*** Opening Records for processing ***
//! Shared error types for the services crate.

use thiserror::Error;

use chessedu_core::model::{ExerciseId, IdError, LessonId};
use chessedu_core::steps::StepError;
use storage::repository::StorageError;
use storage::sqlite::SqliteInitError;

/// Errors emitted by the progress HTTP client.
#[derive(Debug, Error)]
#[non_exhaustive]
pub enum ApiError {
    #[error("progress api request failed with status {0}")]
    HttpStatus(reqwest::StatusCode),
    #[error(transparent)]
    Http(#[from] reqwest::Error),
    #[error("progress api returned malformed json: {0}")]
    Decode(#[from] serde_json::Error),
}

/// Errors emitted by `ProgressService`.
#[derive(Debug, Error)]
#[non_exhaustive]
pub enum ProgressError {
    #[error(transparent)]
    Api(#[from] ApiError),
    #[error(transparent)]
    Storage(#[from] StorageError),
}

/// Errors emitted by `AchievementService`.
#[derive(Debug, Error)]
#[non_exhaustive]
pub enum AchievementError {
    #[error(transparent)]
    Id(#[from] IdError),
    #[error(transparent)]
    Progress(#[from] ProgressError),
}

/// Errors emitted by `LessonService`.
#[derive(Debug, Error)]
#[non_exhaustive]
pub enum LessonError {
    #[error("lesson {0} not found")]
    NotFound(LessonId),
    #[error("lesson {0} has no interactive exercise")]
    NoExercise(LessonId),
    #[error(transparent)]
    Api(#[from] ApiError),
}

/// Errors emitted while opening or driving an exercise.
#[derive(Debug, Error)]
#[non_exhaustive]
pub enum ExerciseError {
    #[error("exercise {0} has no interactive board")]
    Unavailable(ExerciseId),
    #[error(transparent)]
    Step(#[from] StepError),
}

/// Errors emitted while bootstrapping app services.
#[derive(Debug, Error)]
#[non_exhaustive]
pub enum AppServicesError {
    #[error(transparent)]
    Sqlite(#[from] SqliteInitError),
    #[error(transparent)]
    Api(#[from] ApiError),
}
*** Closing Records for processing ***
- _Activity_
Please set down the full listing above, word for word.

- _Written solution_
//! Shared error types for the services crate.

use thiserror::Error;

use chessedu_core::model::{ExerciseId, IdError, LessonId};
use chessedu_core::steps::StepError;
use storage::repository::StorageError;
use storage::sqlite::SqliteInitError;

/// Errors emitted by the progress HTTP client.
#[derive(Debug, Error)]
#[non_exhaustive]
pub enum ApiError {
    #[error("progress api request failed with status {0}")]
    HttpStatus(reqwest::StatusCode),
    #[error(transparent)]
    Http(#[from] reqwest::Error),
    #[error("progress api returned malformed json: {0}")]
    Decode(#[from] serde_json::Error),
}

/// Errors emitted by `ProgressService`.
#[derive(Debug, Error)]
#[non_exhaustive]
pub enum ProgressError {
    #[error(transparent)]
    Api(#[from] ApiError),
    #[error(transparent)]
    Storage(#[from] StorageError),
}

/// Errors emitted by `AchievementService`.
#[derive(Debug, Error)]
#[non_exhaustive]
pub enum AchievementError {
    #[error(transparent)]
    Id(#[from] IdError),
    #[error(transparent)]
    Progress(#[from] ProgressError),
}

/// Errors emitted by `LessonService`.
#[derive(Debug, Error)]
#[non_exhaustive]
pub enum LessonError {
    #[error("lesson {0} not found")]
    NotFound(LessonId),
    #[error("lesson {0} has no interactive exercise")]
    NoExercise(LessonId),
    #[error(transparent)]
    Api(#[from] ApiError),
}

/// Errors emitted while opening or driving an exercise.
#[derive(Debug, Error)]
#[non_exhaustive]
pub enum ExerciseError {
    #[error("exercise {0} has no interactive board")]
    Unavailable(ExerciseId),
    #[error(transparent)]
    Step(#[from] StepError),
}

/// Errors emitted while bootstrapping app services.
#[derive(Debug, Error)]
#[non_exhaustive]
pub enum AppServicesError {
    #[error(transparent)]
    Sqlite(#[from] SqliteInitError),
    #[error(transparent)]
    Api(#[from] ApiError),
}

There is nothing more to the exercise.